> _WHAT TO WORK ON_
Only one portion of the data is to be written out: from the line bearing "filename src/world.rs" through the line bearing "the world reports.". Write it exactly as it appears.
Segment Start: INFORMATION
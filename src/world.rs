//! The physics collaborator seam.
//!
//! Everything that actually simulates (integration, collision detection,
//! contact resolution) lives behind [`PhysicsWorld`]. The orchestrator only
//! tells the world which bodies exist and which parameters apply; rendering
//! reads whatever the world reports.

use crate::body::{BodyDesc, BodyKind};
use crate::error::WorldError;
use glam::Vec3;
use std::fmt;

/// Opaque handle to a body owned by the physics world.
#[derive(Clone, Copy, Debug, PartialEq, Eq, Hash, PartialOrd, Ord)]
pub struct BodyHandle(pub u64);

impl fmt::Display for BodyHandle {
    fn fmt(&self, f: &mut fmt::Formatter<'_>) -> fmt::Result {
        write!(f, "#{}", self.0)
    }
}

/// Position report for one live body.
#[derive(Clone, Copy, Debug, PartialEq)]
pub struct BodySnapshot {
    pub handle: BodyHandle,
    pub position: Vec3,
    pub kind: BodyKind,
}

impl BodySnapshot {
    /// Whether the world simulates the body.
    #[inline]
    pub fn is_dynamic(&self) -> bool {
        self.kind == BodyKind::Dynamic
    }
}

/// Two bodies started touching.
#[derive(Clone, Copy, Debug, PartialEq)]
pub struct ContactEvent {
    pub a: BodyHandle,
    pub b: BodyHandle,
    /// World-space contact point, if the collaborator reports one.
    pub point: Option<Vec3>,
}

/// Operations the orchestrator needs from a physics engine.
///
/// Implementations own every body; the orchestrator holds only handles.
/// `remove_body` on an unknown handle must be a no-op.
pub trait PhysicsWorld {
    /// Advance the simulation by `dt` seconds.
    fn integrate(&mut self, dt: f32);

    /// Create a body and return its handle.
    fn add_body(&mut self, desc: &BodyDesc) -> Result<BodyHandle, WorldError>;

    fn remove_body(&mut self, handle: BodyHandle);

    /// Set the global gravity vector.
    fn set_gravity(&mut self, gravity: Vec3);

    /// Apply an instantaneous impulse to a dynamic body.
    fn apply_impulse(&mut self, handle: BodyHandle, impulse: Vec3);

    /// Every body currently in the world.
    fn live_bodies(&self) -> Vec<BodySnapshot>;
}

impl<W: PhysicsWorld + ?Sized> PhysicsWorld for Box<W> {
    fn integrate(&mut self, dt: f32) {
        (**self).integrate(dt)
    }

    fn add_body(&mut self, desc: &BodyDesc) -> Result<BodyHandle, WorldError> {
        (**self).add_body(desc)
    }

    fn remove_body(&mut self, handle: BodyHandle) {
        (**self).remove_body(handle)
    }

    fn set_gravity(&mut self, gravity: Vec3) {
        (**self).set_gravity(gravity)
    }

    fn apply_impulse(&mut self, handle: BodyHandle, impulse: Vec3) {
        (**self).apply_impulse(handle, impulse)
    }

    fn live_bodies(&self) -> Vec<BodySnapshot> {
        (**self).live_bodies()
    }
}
Segment End: INFORMATION
Segment Start: INFORMATION
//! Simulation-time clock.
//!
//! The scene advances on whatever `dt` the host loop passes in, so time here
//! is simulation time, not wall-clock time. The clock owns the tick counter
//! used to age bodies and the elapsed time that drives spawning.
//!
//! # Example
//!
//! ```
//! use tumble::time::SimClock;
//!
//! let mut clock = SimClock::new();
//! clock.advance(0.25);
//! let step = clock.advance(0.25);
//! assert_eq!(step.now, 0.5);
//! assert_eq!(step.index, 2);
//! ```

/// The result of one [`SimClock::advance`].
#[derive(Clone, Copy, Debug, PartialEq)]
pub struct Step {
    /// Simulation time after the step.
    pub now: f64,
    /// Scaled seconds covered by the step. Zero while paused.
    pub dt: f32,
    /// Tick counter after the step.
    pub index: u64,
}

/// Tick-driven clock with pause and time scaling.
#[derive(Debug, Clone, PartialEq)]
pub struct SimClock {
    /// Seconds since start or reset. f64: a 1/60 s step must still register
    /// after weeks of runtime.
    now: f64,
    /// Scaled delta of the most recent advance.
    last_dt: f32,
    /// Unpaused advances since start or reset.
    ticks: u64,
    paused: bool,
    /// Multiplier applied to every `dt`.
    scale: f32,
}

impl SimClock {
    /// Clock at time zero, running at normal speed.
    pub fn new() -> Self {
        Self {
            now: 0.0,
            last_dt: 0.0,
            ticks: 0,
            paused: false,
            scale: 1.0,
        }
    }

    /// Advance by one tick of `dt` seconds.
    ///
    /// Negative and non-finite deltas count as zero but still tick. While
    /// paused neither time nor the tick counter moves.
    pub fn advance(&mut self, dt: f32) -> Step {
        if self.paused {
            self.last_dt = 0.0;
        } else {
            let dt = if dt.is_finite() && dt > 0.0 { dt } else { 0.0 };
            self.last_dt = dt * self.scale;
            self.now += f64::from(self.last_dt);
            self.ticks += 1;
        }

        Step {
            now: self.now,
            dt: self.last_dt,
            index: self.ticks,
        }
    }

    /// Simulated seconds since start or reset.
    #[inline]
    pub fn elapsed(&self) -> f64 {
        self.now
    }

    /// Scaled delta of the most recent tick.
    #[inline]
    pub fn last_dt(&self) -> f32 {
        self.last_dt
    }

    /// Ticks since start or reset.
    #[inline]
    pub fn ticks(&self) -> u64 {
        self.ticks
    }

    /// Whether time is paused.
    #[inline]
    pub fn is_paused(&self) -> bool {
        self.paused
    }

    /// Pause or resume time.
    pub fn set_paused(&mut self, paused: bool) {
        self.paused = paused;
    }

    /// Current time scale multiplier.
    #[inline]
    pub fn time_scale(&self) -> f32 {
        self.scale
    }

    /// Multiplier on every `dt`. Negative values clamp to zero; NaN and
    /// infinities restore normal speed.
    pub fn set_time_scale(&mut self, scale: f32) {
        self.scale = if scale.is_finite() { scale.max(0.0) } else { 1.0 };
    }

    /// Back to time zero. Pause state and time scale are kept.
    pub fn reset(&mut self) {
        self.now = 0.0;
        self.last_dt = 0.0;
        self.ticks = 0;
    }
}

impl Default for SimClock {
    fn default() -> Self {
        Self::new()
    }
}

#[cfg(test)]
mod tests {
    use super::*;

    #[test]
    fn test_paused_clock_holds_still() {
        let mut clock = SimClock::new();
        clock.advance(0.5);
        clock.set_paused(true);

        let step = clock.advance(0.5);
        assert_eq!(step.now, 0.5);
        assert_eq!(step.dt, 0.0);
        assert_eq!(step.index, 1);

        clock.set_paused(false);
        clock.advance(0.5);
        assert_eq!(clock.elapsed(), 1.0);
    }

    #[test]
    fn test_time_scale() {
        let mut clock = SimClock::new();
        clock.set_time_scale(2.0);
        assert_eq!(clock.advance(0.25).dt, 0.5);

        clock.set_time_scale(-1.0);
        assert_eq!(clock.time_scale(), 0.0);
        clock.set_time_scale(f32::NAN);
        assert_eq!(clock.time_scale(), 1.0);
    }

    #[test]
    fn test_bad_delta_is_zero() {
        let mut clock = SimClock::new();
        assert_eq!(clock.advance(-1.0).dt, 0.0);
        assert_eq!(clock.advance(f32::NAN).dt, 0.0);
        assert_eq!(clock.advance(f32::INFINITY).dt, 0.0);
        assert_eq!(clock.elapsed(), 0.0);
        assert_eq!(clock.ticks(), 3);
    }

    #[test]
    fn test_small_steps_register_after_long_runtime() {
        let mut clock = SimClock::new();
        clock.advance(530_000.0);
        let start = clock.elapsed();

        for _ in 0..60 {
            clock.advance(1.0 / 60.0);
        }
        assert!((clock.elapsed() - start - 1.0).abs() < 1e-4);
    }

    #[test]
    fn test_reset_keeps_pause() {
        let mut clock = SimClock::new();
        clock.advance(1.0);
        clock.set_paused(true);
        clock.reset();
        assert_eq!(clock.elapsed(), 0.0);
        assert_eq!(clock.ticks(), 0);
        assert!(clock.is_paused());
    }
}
Segment End: INFORMATION
Segment Start: INFORMATION
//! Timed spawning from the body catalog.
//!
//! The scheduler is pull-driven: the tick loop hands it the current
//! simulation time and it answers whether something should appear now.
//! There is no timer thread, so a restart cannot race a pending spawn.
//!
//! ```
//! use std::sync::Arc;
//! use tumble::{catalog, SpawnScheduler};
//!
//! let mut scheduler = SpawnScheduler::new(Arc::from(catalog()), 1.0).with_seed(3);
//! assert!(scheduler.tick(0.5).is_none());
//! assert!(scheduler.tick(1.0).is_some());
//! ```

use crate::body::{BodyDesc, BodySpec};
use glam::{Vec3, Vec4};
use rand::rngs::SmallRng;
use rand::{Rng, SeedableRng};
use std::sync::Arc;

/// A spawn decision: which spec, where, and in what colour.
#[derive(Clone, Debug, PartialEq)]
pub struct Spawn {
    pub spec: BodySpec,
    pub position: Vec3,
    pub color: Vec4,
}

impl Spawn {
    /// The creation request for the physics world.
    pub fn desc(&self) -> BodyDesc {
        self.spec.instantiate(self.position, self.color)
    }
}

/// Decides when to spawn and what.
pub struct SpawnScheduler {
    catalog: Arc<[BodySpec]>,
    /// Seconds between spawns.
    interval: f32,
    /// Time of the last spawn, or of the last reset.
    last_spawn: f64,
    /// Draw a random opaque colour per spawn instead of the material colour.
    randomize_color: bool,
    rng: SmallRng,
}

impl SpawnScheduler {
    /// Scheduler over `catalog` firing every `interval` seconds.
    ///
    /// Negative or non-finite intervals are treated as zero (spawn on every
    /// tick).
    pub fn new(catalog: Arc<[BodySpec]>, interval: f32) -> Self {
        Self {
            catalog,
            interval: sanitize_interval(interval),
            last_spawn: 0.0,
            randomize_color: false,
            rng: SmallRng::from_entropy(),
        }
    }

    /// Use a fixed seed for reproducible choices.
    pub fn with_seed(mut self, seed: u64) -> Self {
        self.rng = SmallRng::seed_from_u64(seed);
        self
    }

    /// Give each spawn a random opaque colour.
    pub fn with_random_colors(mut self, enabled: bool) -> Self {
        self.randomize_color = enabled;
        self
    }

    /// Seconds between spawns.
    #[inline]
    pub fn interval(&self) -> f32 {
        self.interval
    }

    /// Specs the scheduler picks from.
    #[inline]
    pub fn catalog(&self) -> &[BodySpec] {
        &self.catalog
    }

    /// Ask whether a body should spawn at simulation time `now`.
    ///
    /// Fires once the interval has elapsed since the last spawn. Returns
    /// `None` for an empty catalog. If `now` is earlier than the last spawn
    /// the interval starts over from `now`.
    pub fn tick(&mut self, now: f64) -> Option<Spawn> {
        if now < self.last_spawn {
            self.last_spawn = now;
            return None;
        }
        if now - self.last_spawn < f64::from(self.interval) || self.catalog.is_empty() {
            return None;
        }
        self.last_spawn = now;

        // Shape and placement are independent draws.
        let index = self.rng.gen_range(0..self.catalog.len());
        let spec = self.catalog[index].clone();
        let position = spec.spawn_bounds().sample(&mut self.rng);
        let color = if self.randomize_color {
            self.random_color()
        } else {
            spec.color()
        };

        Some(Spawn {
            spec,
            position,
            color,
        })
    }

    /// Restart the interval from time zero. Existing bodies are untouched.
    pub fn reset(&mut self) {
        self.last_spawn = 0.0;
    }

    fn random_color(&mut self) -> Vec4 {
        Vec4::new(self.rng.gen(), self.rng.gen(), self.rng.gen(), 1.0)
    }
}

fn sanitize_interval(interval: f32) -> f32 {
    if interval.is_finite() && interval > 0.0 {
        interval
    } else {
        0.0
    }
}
Segment End: INFORMATION
> _RESPONSE TO THIS TASK_
filename src/world.rs
//! The physics collaborator seam.
//!
//! Everything that actually simulates (integration, collision detection,
//! contact resolution) lives behind [`PhysicsWorld`]. The orchestrator only
//! tells the world which bodies exist and which parameters apply; rendering
//! reads whatever the world reports.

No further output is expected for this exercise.